Ainsi au clair sur la nature et la fin des études théologiques, on les apprécie leur prix et pas plus : on est préservé de ces tendances extrêmes qui tantôt les exaltent et tantôt les dépriment outre mesure. Surtout on comprend que si l’aspirant au saint ministère ne peut les négliger, il ne doit pas non plus s’y arrêter, en prenant le connaître pour l’être, c’est-à-dire le moyen pour le but. Cette simple observation, bien sentie, est un meilleur préservatif contre l’intellectualisme que toutes celles qu’on préconise maintenant.
Efforçons-nous de saisir exactement et pleinement les dogmes chrétiens, et puis plaçons-nous et tenons-nous en contact avec eux, de telle sorte qu’ils deviennent de plus en plus objets de foi et principes de vie, en devenant pour nous de saintes réalités.
Les singularités de nos jours nécessitent peut-être une autre observation ou exptication préliminaire. Le Christianisme, dit-on, ce n’est pas la doctrine de Jésus-Christ (doctrina Christi ou doctrina de Christo), c’est Jésus-Christ lui-même. Il faut donc rompre avec ce formalisme de l’orthodoxie, aussi vain, aussi fatal à la vie des âmes que le formalisme du culte. — Etrange direction, qui tend d’une part à déprécier la science de la foi et de l’autre à transformer la foi en science, car elle unit au dédain du dogme l’exaltation d’une sorte de gnose qui donnerait l’intuition du grand mystère de piété. Elle veut comprendre pour croire, ou tout au moins croire pour comprendre. Le fait ne lui suffit point ; il lui faut la théorie. Et tout en stigmatisant sur tous les tons ce qu’elle nomme l’intellectualisme, elle va la plupart du temps se résoudre dans un intellectualisme mystique, contre-pied de celui qu’elle combat, mais non moins réel.

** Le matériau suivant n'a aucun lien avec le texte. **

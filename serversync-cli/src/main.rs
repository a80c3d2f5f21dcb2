//! ServerSync command-line tool
//!
//! Keeps a server directory in step across machines through a shared
//! Google Drive folder (or a mounted directory).
//!
//! Usage:
//!   serversync setup --container <FOLDER_ID>
//!   serversync authenticate
//!   serversync publish
//!   serversync apply --backup

use std::io::{self, BufRead, Write};
use std::path::{Path, PathBuf};
use std::process::ExitCode;

use anyhow::{Context, Result, bail};
use clap::{Parser, Subcommand};
use serversync_cli::{
    describe_apply, describe_publish, exit_code_for, parse_confirmation, render_status,
    setup_config,
};
use serversync_sync::cloud::google_drive_from_config;
use serversync_sync::{BackendConfig, CloudStorage, SyncConfig, SyncOrchestrator, open_storage};
use tracing::{Level, error, info};
use tracing_subscriber::FmtSubscriber;

#[derive(Parser, Debug)]
#[command(name = "serversync")]
#[command(about = "Synchronize server files through a shared cloud folder")]
struct Args {
    /// Path to the config file
    #[arg(short, long, default_value = "config.json", global = true)]
    config: PathBuf,

    /// Enable verbose debug logging
    #[arg(short, long, global = true)]
    verbose: bool,

    #[command(subcommand)]
    command: Command,
}

#[derive(Subcommand, Debug)]
enum Command {
    /// Write a config file
    Setup {
        /// Remote folder id; prompted for when omitted
        #[arg(long)]
        container: Option<String>,

        /// Directory holding `server_files/` and `backup/`
        #[arg(long, default_value = ".")]
        base_dir: PathBuf,

        /// Directory for sync state, credentials and tokens
        #[arg(long)]
        state_dir: Option<PathBuf>,

        /// Use a mounted directory as the remote instead of Google Drive
        #[arg(long)]
        local_root: Option<PathBuf>,
    },

    /// Authorize access to Google Drive and save the tokens
    Authenticate {
        /// Authorization code; prompted for when omitted
        #[arg(long)]
        code: Option<String>,
    },

    /// Upload local changes
    #[command(visible_alias = "upload")]
    Publish,

    /// Download and apply remote changes
    #[command(visible_alias = "download")]
    Apply {
        /// Back up the server files first without asking
        #[arg(long, conflicts_with = "no_backup")]
        backup: bool,

        /// Skip the backup without asking
        #[arg(long)]
        no_backup: bool,
    },

    /// Show lock state and pending changes
    Status,

    /// Remove a stuck lock
    Unlock,
}

#[tokio::main(flavor = "current_thread")]
async fn main() -> ExitCode {
    let args = Args::parse();
    let log_level = if args.verbose { Level::DEBUG } else { Level::INFO };
    FmtSubscriber::builder()
        .with_max_level(log_level)
        .with_target(false)
        .compact()
        .init();

    match run(args).await {
        Ok(()) => ExitCode::SUCCESS,
        Err(e) => {
            error!("{e:#}");
            ExitCode::from(exit_code_for(&e))
        }
    }
}

async fn run(args: Args) -> Result<()> {
    match args.command {
        Command::Setup {
            container,
            base_dir,
            state_dir,
            local_root,
        } => setup(&args.config, container, &base_dir, state_dir.as_deref(), local_root),
        Command::Authenticate { code } => authenticate(&load_config(&args.config)?, code).await,
        Command::Publish => {
            let orchestrator = orchestrator(&args.config).await?;
            let outcome = orchestrator.publish().await.context("publish failed")?;
            println!("{}", describe_publish(&outcome));
            Ok(())
        }
        Command::Apply { backup, no_backup } => {
            let orchestrator = orchestrator(&args.config).await?;
            let backup = if backup {
                true
            } else if no_backup {
                false
            } else {
                wants_backup(&orchestrator.config().server_files_dir)?
            };
            let outcome = orchestrator.apply(backup).await.context("apply failed")?;
            println!("{}", describe_apply(&outcome));
            Ok(())
        }
        Command::Status => {
            let orchestrator = orchestrator(&args.config).await?;
            let report = orchestrator.status().await.context("status failed")?;
            print!("{}", render_status(&report));
            Ok(())
        }
        Command::Unlock => {
            let orchestrator = orchestrator(&args.config).await?;
            let removed = orchestrator.unlock().await.context("unlock failed")?;
            if removed == 0 {
                println!("Lock was not held.");
            } else {
                println!("Lock removed.");
            }
            Ok(())
        }
    }
}

fn load_config(path: &Path) -> Result<SyncConfig> {
    Ok(SyncConfig::load(path)?)
}

async fn orchestrator(config_path: &Path) -> Result<SyncOrchestrator> {
    let config = load_config(config_path)?;
    let storage = open_storage(&config).await?;
    info!("Using {} storage, container {}", storage.provider_name(), config.container_id);
    Ok(SyncOrchestrator::new(config, storage))
}

fn setup(
    config_path: &Path,
    container: Option<String>,
    base_dir: &Path,
    state_dir: Option<&Path>,
    local_root: Option<PathBuf>,
) -> Result<()> {
    let container = match container {
        Some(id) => id,
        None => prompt("Enter the Google Drive folder ID for synchronization: ")?,
    };
    let base_dir = std::path::absolute(base_dir)
        .with_context(|| format!("invalid base directory {}", base_dir.display()))?;

    let config = setup_config(&container, &base_dir, state_dir, local_root);
    config.save(config_path)?;
    println!("Configuration saved to {}", config_path.display());
    Ok(())
}

async fn authenticate(config: &SyncConfig, code: Option<String>) -> Result<()> {
    if let BackendConfig::Local { root } = &config.backend {
        let mut storage = serversync_sync::LocalStorage::new(root);
        storage.authenticate().await?;
        println!("Local storage at {} is reachable; nothing to authorize.", root.display());
        return Ok(());
    }

    let mut storage = google_drive_from_config(config)?;
    storage.load_tokens(&config.token_file).await?;

    if let Some(url) = storage.authenticate().await? {
        println!("Open this URL in a browser and authorize access:\n\n  {url}\n");
        let code = match code {
            Some(code) => code,
            None => prompt("Enter the authorization code: ")?,
        };
        storage
            .complete_auth(code.trim())
            .await
            .context("authorization failed")?;
        storage.save_tokens(&config.token_file).await?;
    }

    println!("Authentication successful.");
    Ok(())
}

/// Asks before backing up a populated directory. Nothing to back up means
/// no question.
fn wants_backup(server_files_dir: &Path) -> Result<bool> {
    let populated = std::fs::read_dir(server_files_dir)
        .map(|mut entries| entries.next().is_some())
        .unwrap_or(false);
    if !populated {
        return Ok(false);
    }

    loop {
        let answer = prompt("Do you want to create a backup? (yes/no): ")?;
        match parse_confirmation(&answer) {
            Some(choice) => return Ok(choice),
            None => println!("Invalid input. Please enter 'yes' or 'no'."),
        }
    }
}

fn prompt(message: &str) -> Result<String> {
    print!("{message}");
    io::stdout().flush()?;
    let mut line = String::new();
    if io::stdin().lock().read_line(&mut line)? == 0 {
        bail!("no input available for prompt");
    }
    Ok(line.trim().to_string())
}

Que prétend-on ? Veut-on dire que la connaissance n’est rien sans cette union avec le Sauveur qui, nous faisant une même plante avec lui, selon la vive expression de saint Paul, nous renouvelle à son image ? Mais cela on l’a toujours su, toujours cru, toujours dit, car on a toujours rappelé des paroles telles que celle-ci : « Quand j’aurais la science de toutes choses, si je n’ai pas la charité, je ne sais rien. » Oui, l’essentiel ce n’est pas de savoir Christ, c’est de l’avoir ; car l’avoir au sens indiqué, c’est tout le Christianisme. Mais pour l’avoir ainsi, il faut le chercher et le trouver tel qu’il est. Et qui nous le révélera, sinon sa parole ou sa doctrine, et la parole ou la doctrine de ses témoins qui ne fait qu’un avec la sienne ? Sans doute, la doctrine n’est pas le but. Le but est la vie. Mais la doctrine est le moyen : « Si vous persévérez dans ma doctrine, vous connaîtrez la vérité, et la vérité vous affranchira » (Jean 8.31-32).
Gardons-nous de ces extrêmes qui ne parent à une erreur que par l’erreur contraire. Non, certes, ce n’est pas la doctrine qui sauve, c’est Jésus-Christ ; mais la doctrine évangélique nous donne le Christ réel, Celui qui est la lumière et la vie du monde, Celui « qui nous a été fait de la part de Dieu sagesse, justice, sanctification et rédemption. »
Efforçons-nous donc de l’embrasser dans sa pure et pleine réalité, cette doctrine salutaire : « C’est ici la vie éternelle, nous dit le Sauveur lui-même, qu’ils te connaissent, Toi, Le Seul Vrai Dieu, et Jésus-Christ que tu as envoyé. » (Jean 17.3).